Well, if Santa Claus is going to be hauled around the globe by flying mammals, reindeer are probably as good a choice as any (bats, say 1,000 of them harnessed and responding to the command, “Dash away, dash away, dash away all,” seem a logical choice, given that they actually fly, but they probably are not going to work as a Christmas symbol).

One element of reality in the legend of the flying reindeer is that the animals are native to the northern reaches of the globe, though far south of Santa’s fabled polar retreat.

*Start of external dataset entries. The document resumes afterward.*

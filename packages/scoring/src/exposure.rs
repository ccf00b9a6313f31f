//! Population exposure weight.
//!
//! `w_exposure = sqrt(pop_wra / median(pop_wra))`, clipped to
//! `[0.5, 2.0]`. A zero population counts as 1 in the ratio. Published for
//! downstream weighting; it does not enter the composite scores.

use crate::normalize::quantile;

/// Lower clip of the exposure weight.
pub const MIN_EXPOSURE: f64 = 0.5;

/// Upper clip of the exposure weight.
pub const MAX_EXPOSURE: f64 = 2.0;

/// Median of the positive WRA populations in the run.
///
/// Returns `None` when no unit has a positive population.
#[must_use]
#[allow(clippy::cast_precision_loss)]
pub fn median_wra<I>(populations: I) -> Option<f64>
where
    I: IntoIterator<Item = Option<u64>>,
{
    let mut values: Vec<f64> = populations
        .into_iter()
        .flatten()
        .filter(|p| *p > 0)
        .map(|p| p as f64)
        .collect();
    if values.is_empty() {
        return None;
    }
    values.sort_by(f64::total_cmp);
    Some(quantile(&values, 0.5))
}

/// Neutral weight for units whose population is unknown.
pub const NEUTRAL_EXPOSURE: f64 = 1.0;

/// Exposure weight of one unit.
///
/// Runs without a usable median divide by 1.
#[must_use]
#[allow(clippy::cast_precision_loss)]
pub fn weight(pop_wra: Option<u64>, median: Option<f64>) -> f64 {
    let Some(pop) = pop_wra else {
        return NEUTRAL_EXPOSURE;
    };
    let median = median.filter(|m| m.is_finite() && *m > 0.0).unwrap_or(1.0);
    (pop.max(1) as f64 / median)
        .sqrt()
        .clamp(MIN_EXPOSURE, MAX_EXPOSURE)
}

That’s about where reality ends in this context. But:
          When you’re seeking Christmas cheer,
          You may crave facts about reindeer—
so here are...

12 true things about Santa’s antlered helpers you may not know:

  1. Reindeer are called caribou in North America, and that’s what we’ll call them here. All caribou belong to one species, which is divided into about 13 subspecies (biologists don’t all agree on the number).
     
  2. This large member of the deer family lives in forest and tundra in Alaska, Canada, Greenland, Norway, Sweden, Finland and Russia. A subspecies called the woodland caribou once ranged into the northern United States, showing up in Maine, Vermont, New Hampshire, Minnesota, Wisconsin, Michigan, Montana and Idaho, but is now extinct south of the Canadian border except in a very limited area in the Selkirk Mountains of Idaho and Washington.
     
  3. Bull (male) caribou weigh up to 700 pounds, but typically weigh 200 to 450; cows tip the scales at 170 to 250 pounds.
     
  4. Both male and female caribou grow antlers, which mature bulls lose in winter (so Santa’s reindeer should be shown without antlers) but females keep until summer. Bulls grow the second-largest antlers known among deer species, exceeded only by those of the moose. The main beam of a bull caribou’s antler may exceed 50 inches long.
     
  5. The outer hairs of a caribou’s coat are hollow, improving their efficiency for insulation. The hollow hairs also help buoy up the animals when swimming across rivers, which caribou can do in excess of 6 miles per hour.
      
  6. Northern caribou subspecies tend to possess heavier bodies and shorter legs than do more southern subspecies—adaptations to conserving heat in frigid climes.
     
  7. Some North American caribou populations migrate more than 3,000 miles yearly, the longest known migration of a terrestrial mammal. In spring, they may move in herds of up to 500,000 animals.
     
  8. Caribou hooves are spongy in summer, helping the animals to travel over soft, wet tundra. In winter the hooves shrink, exposing sharp edges that stabilize the foot on icy surfaces.
     
  9. Caribou mate from late September to early November, with males sparring head to head for mates. Dominant males may claim up to 20 cows and will stop eating during the mating season.
     
  10. Calves are born in May or June and, in order to keep up with the herd, are up and running within about 90 minutes of birth. Despite this precocious behavior, they continue nursing until autumn even though they start grazing when about 45 days old.
     
  11. Caribou provide food for wolves, bears, golden eagles, wolverines and various scavengers, including foxes and ravens. Humans have hunted caribou since the Ice Age, and the animals are still hunted for food by various peoples across the northern tier of the globe, including the Gwich’in people of western Canada and east-Arctic Alaska, who depend on caribou that spend part of each year in Alaska's Arctic National Wildlife Refuge
     
  12. Old World people domesticated caribou beginning about 2,000 years ago. These animals are called reindeer and are the model for Santa’s pulling power. The reindeer pasture freely in herds, like cattle, and are used for meat, hides, milk and, yes, to pull sleds.

Merry Christmas to all, and to all a good night.